Stored data:
#####

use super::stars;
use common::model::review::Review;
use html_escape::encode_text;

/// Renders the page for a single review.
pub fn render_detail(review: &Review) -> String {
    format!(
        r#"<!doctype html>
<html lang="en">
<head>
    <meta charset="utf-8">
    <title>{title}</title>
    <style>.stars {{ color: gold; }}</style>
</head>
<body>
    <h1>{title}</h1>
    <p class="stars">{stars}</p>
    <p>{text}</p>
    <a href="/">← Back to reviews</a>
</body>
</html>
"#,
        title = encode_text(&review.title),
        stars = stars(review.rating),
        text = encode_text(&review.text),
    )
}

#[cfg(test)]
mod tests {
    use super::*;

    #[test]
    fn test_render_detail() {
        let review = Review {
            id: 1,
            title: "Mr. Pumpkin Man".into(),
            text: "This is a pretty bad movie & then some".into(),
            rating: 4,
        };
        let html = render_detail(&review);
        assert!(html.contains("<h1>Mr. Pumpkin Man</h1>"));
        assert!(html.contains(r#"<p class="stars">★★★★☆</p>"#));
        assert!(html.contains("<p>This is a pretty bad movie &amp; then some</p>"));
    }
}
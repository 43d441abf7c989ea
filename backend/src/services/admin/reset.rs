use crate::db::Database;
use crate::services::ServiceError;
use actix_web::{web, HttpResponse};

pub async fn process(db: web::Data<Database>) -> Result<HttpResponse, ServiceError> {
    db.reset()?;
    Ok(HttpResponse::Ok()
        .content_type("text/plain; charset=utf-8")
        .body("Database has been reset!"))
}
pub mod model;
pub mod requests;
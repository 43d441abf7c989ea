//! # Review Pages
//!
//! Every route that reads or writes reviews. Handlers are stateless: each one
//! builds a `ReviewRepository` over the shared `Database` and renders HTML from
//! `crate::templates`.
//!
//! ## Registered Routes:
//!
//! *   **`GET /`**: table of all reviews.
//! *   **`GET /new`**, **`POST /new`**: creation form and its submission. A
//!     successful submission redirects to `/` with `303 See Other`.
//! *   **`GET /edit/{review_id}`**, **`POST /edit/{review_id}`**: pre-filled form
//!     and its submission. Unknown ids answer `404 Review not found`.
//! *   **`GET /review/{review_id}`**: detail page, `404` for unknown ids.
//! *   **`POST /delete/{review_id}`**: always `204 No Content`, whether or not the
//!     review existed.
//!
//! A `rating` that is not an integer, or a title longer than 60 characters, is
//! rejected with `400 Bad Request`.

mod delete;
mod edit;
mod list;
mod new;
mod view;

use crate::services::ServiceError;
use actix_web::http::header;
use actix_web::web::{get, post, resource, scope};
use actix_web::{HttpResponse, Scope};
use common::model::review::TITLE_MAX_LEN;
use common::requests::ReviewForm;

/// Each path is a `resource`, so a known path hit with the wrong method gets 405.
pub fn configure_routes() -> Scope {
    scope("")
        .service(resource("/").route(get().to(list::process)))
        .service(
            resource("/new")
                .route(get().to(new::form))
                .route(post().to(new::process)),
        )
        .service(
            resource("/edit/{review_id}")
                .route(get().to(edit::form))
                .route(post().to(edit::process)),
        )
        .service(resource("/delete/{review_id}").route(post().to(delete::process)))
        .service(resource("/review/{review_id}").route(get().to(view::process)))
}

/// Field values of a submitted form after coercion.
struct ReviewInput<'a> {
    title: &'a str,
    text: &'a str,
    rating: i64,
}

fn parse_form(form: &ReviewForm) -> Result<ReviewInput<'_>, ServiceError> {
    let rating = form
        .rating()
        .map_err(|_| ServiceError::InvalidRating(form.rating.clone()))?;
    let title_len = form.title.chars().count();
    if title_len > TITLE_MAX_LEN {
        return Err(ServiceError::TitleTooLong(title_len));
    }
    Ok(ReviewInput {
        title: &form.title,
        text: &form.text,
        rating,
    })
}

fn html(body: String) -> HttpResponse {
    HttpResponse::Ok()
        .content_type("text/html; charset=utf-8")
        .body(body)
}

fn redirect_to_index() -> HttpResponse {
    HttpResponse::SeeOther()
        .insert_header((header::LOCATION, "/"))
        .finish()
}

#####

> **Task to carry out**
Among the lines above, find those holding the word "ReviewInput" and state how many there are, number only.

> **Solution for this problem**
3